HLC Newsletter

May 11, 2007

Medicare Trustees See Financial Challenges

The annual report of the Medicare trustees has estimated slight improvement in Medicare’s financial health, but long-term challenges remain.

  • Last year, the trustees projected the Medicare program’s insolvency in 2018. Now, the latest projection postpones that by one year to 2019.
     
  • The recently issued trustees’ report again indicates that Medicare must be shored up, if it is to survive and serve baby boomers and future generations.

The health program for the elderly continues to need its financial health strengthened.

  • The Medicare trustees said Medicare will spend $483 billion this year. That makes Medicare the second-largest federal spending program.  Only defense spending is greater.
     
  • At the rate Medicare is growing, its Part A trust fund will become insolvent in 2019.
     
  • That minor reprieve is hardly good news. The trustees said, “Medicare’s financial difficulties come sooner — and are much more severe — than those confronting Social Security.”
     
  • For the second year in a row, the report generated a warning that the government’s general revenues will make up more than 45 percent of Medicare outlays. That two-year trigger will require the President to propose a budget next year that cuts Medicare’s expenses. Congress will have to deal with this situation right away in its FY2009 budgeting.

Health care leaders would urge policymakers to look to market-based solutions like those at the heart of the Part D drug benefit.  This model could help preserve and strengthen Medicare more generally.

  • Behind the one-year improvement in projections stands a reduction in Medicare’s hospital spending. Hospital admissions in the program fell by 4 percent last year.
     
  • Extra tax revenue helped improve Medicare’s financial picture. So, a healthy economy is also key.The Medicare drug benefit, which relies on consumer choice and competition, is predicted to spend significantly less in the next ten years than previously thought.
     
  • Introducing market-based features of consumer choice and competition more widely into Medicare can further improve the program’s fiscal picture.

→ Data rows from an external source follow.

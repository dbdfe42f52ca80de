#[cfg(test)]
#[path = "speech_test.rs"]
mod tests;

use super::formatter::blocks_to_text;
use super::formatter::format_text;
use crate::domain::models::Message;
use crate::domain::models::SpeechBox;
use crate::domain::models::Utterance;
use crate::domain::models::Voice;

#[derive(Clone, Copy, Debug, PartialEq, Eq)]
pub enum SpeechState {
    Idle,
    VoicesLoading,
    Ready,
    Speaking,
}

/// Reasons the application asks speech to stop without the user muting it.
#[derive(Clone, Copy, Debug, PartialEq, Eq)]
pub enum Lifecycle {
    Hidden,
    Blur,
    Unload,
}

pub struct SpeechSettings {
    pub preferred_voice: String,
    pub rate: f32,
    pub pitch: f32,
}

impl Default for SpeechSettings {
    fn default() -> SpeechSettings {
        return SpeechSettings {
            preferred_voice: "".to_string(),
            rate: 0.9,
            pitch: 1.0,
        };
    }
}

/// Owns the speech engine and guarantees a single audible utterance. Every
/// path that starts or stops speech goes through here, which keeps the
/// engine's own queue empty.
pub struct SpeechCoordinator {
    engine: Option<SpeechBox>,
    settings: SpeechSettings,
    state: SpeechState,
    muted: bool,
    voices: Vec<Voice>,
    last_spoken_id: Option<String>,
    pending: Option<Message>,
    current_utterance: Option<u64>,
    next_utterance_id: u64,
}

impl SpeechCoordinator {
    pub fn new(engine: Option<SpeechBox>, settings: SpeechSettings) -> SpeechCoordinator {
        return SpeechCoordinator {
            engine,
            settings,
            state: SpeechState::Idle,
            muted: false,
            voices: vec![],
            last_spoken_id: None,
            pending: None,
            current_utterance: None,
            next_utterance_id: 1,
        };
    }

    pub fn state(&self) -> SpeechState {
        return self.state;
    }

    pub fn is_muted(&self) -> bool {
        return self.muted;
    }

    pub fn is_degraded(&self) -> bool {
        return self.engine.is_none();
    }

    pub fn voices(&self) -> &[Voice] {
        return &self.voices;
    }

    pub fn last_spoken_id(&self) -> Option<&str> {
        return self.last_spoken_id.as_deref();
    }

    fn take_utterance_id(&mut self) -> u64 {
        let id = self.next_utterance_id;
        self.next_utterance_id += 1;
        return id;
    }

    /// Warms the engine up with a silent utterance and asks for the voice
    /// list. Without an engine the coordinator goes straight to a permanent
    /// ready state that never speaks.
    pub fn mount(&mut self) {
        if self.state != SpeechState::Idle {
            return;
        }

        if self.engine.is_none() {
            tracing::info!("No speech engine available, spoken replies are disabled");
            self.state = SpeechState::Ready;
            return;
        }

        self.silence();
        let warmup = Utterance::warmup(self.take_utterance_id());
        if let Some(engine) = self.engine.as_mut() {
            if let Err(err) = engine.speak(warmup) {
                tracing::warn!(error = ?err, "Speech warm-up failed");
            }

            if let Err(err) = engine.request_voices() {
                tracing::error!(error = ?err, "Failed to request speech voices");
                self.state = SpeechState::Ready;
                return;
            }
        }

        self.state = SpeechState::VoicesLoading;
    }

    pub fn voices_loaded(&mut self, voices: Vec<Voice>) {
        tracing::debug!(count = voices.len(), "Speech voices loaded");
        self.voices = voices;
        if self.state != SpeechState::VoicesLoading {
            return;
        }

        self.state = SpeechState::Ready;
        if let Some(message) = self.pending.take() {
            self.assistant_message(&message);
        }
    }

    /// Picks the configured voice by exact name, falling back to the first
    /// voice the engine offers.
    pub fn select_voice(&self) -> Option<Voice> {
        if let Some(voice) = self
            .voices
            .iter()
            .find(|voice| return voice.name == self.settings.preferred_voice)
        {
            return Some(voice.clone());
        }

        return self.voices.first().cloned();
    }

    /// Speaks a freshly received assistant reply. Anything already playing is
    /// cut off first, so a newer reply always replaces an older one.
    pub fn assistant_message(&mut self, message: &Message) {
        if !message.is_assistant() || self.muted || self.engine.is_none() {
            return;
        }
        if self.last_spoken_id.as_deref() == Some(message.id.as_str()) {
            return;
        }

        match self.state {
            SpeechState::Idle => return,
            SpeechState::VoicesLoading => {
                self.pending = Some(message.clone());
                return;
            }
            SpeechState::Ready | SpeechState::Speaking => {}
        }

        self.silence();

        let utterance = Utterance {
            id: self.take_utterance_id(),
            text: blocks_to_text(&format_text(&message.text)),
            voice: self.select_voice(),
            rate: self.settings.rate,
            pitch: self.settings.pitch,
            volume: 1.0,
        };
        let utterance_id = utterance.id;
        self.last_spoken_id = Some(message.id.to_string());

        if let Some(engine) = self.engine.as_mut() {
            if let Err(err) = engine.speak(utterance) {
                tracing::error!(error = ?err, "Speech error");
                return;
            }
        }

        self.current_utterance = Some(utterance_id);
        self.state = SpeechState::Speaking;
    }

    pub fn utterance_ended(&mut self, utterance_id: u64) {
        if self.current_utterance != Some(utterance_id) {
            return;
        }

        tracing::debug!(utterance_id, "Speech ended");
        self.current_utterance = None;
        self.state = SpeechState::Ready;
    }

    pub fn utterance_failed(&mut self, utterance_id: u64, err: &str) {
        if self.current_utterance != Some(utterance_id) {
            return;
        }

        tracing::error!(utterance_id, error = err, "Speech error");
        self.current_utterance = None;
        self.state = SpeechState::Ready;
    }

    pub fn set_muted(&mut self, muted: bool) {
        self.silence();
        self.muted = muted;
        if muted {
            self.pending = None;
        }
    }

    pub fn toggle_mute(&mut self) -> bool {
        self.set_muted(!self.muted);
        return self.muted;
    }

    /// Stops speech ahead of user input, such as sending a prompt or starting
    /// dictation. A reply waiting on the voice list is dropped too.
    pub fn cancel(&mut self) {
        self.pending = None;
        self.silence();
    }

    /// Silences speech on the way out and waits for the engine to stop.
    pub async fn shutdown(&mut self) {
        self.pending = None;
        if let Some(engine) = self.engine.as_mut() {
            engine.shutdown().await;
        }
        self.lifecycle(Lifecycle::Unload);
    }

    pub fn lifecycle(&mut self, event: Lifecycle) {
        tracing::debug!(event = ?event, "Speech lifecycle");
        self.silence();
    }

    /// Stops all speech. Engines may hold queued utterances that survive a
    /// single cancel, so the queue is cancelled, cycled through pause and
    /// resume, then cancelled again. Safe to call in any state.
    pub fn silence(&mut self) {
        if let Some(engine) = self.engine.as_mut() {
            engine.cancel();
            engine.pause();
            engine.resume();
            engine.cancel();
        }

        self.current_utterance = None;
        if self.state == SpeechState::Speaking {
            self.state = SpeechState::Ready;
        }
    }
}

Medicare faces some serious long-term financial hurdles. The baby boom generation’s coming retirement won’t make this an easy problem to solve. The Medicare trustees urged action:  “The sooner these challenges are addressed, the more varied and less disruptive their solutions can be.” Policymakers should take a page from the successful Medicare drug benefit.  It has given seniors lots of options to choose from, has sparked healthy competition which has contained costs — which have outperformed original cost projections handily. The benefits of more choice and competition will only brighten Medicare’s future.

[Home] [About Us] [Key Issues] [Regional Advocacy] [News Room] [Contact Us]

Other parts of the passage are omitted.